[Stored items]
################

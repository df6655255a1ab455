//! Built-in word handlers: stack shuffling, fixnum arithmetic with
//! bignum promotion, slot access, and the control-flow combinators.
//!
//! Every word carries a handler-id cache in its `pic_def` slot (unused
//! by the interpreter otherwise): a fixnum whose high bits hold a magic
//! marker distinguishing "never looked up" from "looked up, no
//! handler".  The cache survives GC because it is an immediate slot
//! value.
//!
//! A handler may decline its operands by returning `Ok(false)` — e.g.
//! `length` on a tuple class it does not know — in which case the word
//! dispatch falls back to the word's quotation definition unchanged.

use smallvec::SmallVec;

use crate::error::{KernelError, Trap, TrapResult};
use crate::interp::{dispatch, WorkItem};
use crate::objects::cell::{Cell, TypeCode};
use crate::objects::kinds::{
    array_capacity, cells_eq, cells_equal, string_bytes, tuple_data, Array, ByteArray,
    Quotation, Tuple, VmString, Word,
};
use crate::vm::{SpecialObject, Vm, SPECIAL_OBJECT_COUNT};
use crate::ctx::CONTEXT_OBJECT_COUNT;

/// Magic marker in the high bits of a cached handler id.
const HANDLER_MAGIC: usize = 0xFA57_0000;
const HANDLER_MAGIC_MASK: usize = 0xFFFF_0000;
/// Cached index meaning "no handler; run the definition".
const HANDLER_NONE_INDEX: usize = 0xFFFF;

/// The interpreter's built-in behaviors.
#[derive(Debug, Clone, Copy, PartialEq, Eq)]
pub enum HandlerId {
    // Control flow and combinators.
    If,
    When,
    Unless,
    Choice,
    Call,
    Execute,
    Dip,
    TwoDip,
    ThreeDip,
    Keep,
    TwoKeep,
    ThreeKeep,
    Loop,
    Curry,
    Compose,
    Prepose,
    MegaCacheLookup,
    // Stack shuffling.
    Dup,
    TwoDup,
    ThreeDup,
    FourDup,
    Dupd,
    Drop,
    TwoDrop,
    ThreeDrop,
    FourDrop,
    Nip,
    TwoNip,
    Over,
    TwoOver,
    Pick,
    Swap,
    Swapd,
    Rot,
    NegRot,
    // Predicates and equality.
    Eq,
    Equal,
    BothFixnums,
    CallableP,
    // Fixnum arithmetic (promoting on overflow).
    FixnumPlus,
    FixnumMinus,
    FixnumTimes,
    FixnumDivi,
    FixnumMod,
    FixnumDivmod,
    FixnumShift,
    FixnumBitand,
    FixnumBitor,
    FixnumBitxor,
    FixnumBitnot,
    FixnumLt,
    FixnumLe,
    FixnumGt,
    FixnumGe,
    // Object access.
    Tag,
    Slot,
    SetSlot,
    Length,
    SpecialObjectGet,
    SpecialObjectSet,
    ContextObjectGet,
    ContextObjectSet,
}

################

> [TO DO]:
Write out every line, unchanged, from the one containing "(promoting on overflow)." through the closing line of the data.

> [ANSWER SPACE]:
    // Fixnum arithmetic (promoting on overflow).
    FixnumPlus,
    FixnumMinus,
    FixnumTimes,
    FixnumDivi,
    FixnumMod,
    FixnumDivmod,
    FixnumShift,
    FixnumBitand,
    FixnumBitor,
    FixnumBitxor,
    FixnumBitnot,
    FixnumLt,
    FixnumLe,
    FixnumGt,
    FixnumGe,
    // Object access.
    Tag,
    Slot,
    SetSlot,
    Length,
    SpecialObjectGet,
    SpecialObjectSet,
    ContextObjectGet,
    ContextObjectSet,
}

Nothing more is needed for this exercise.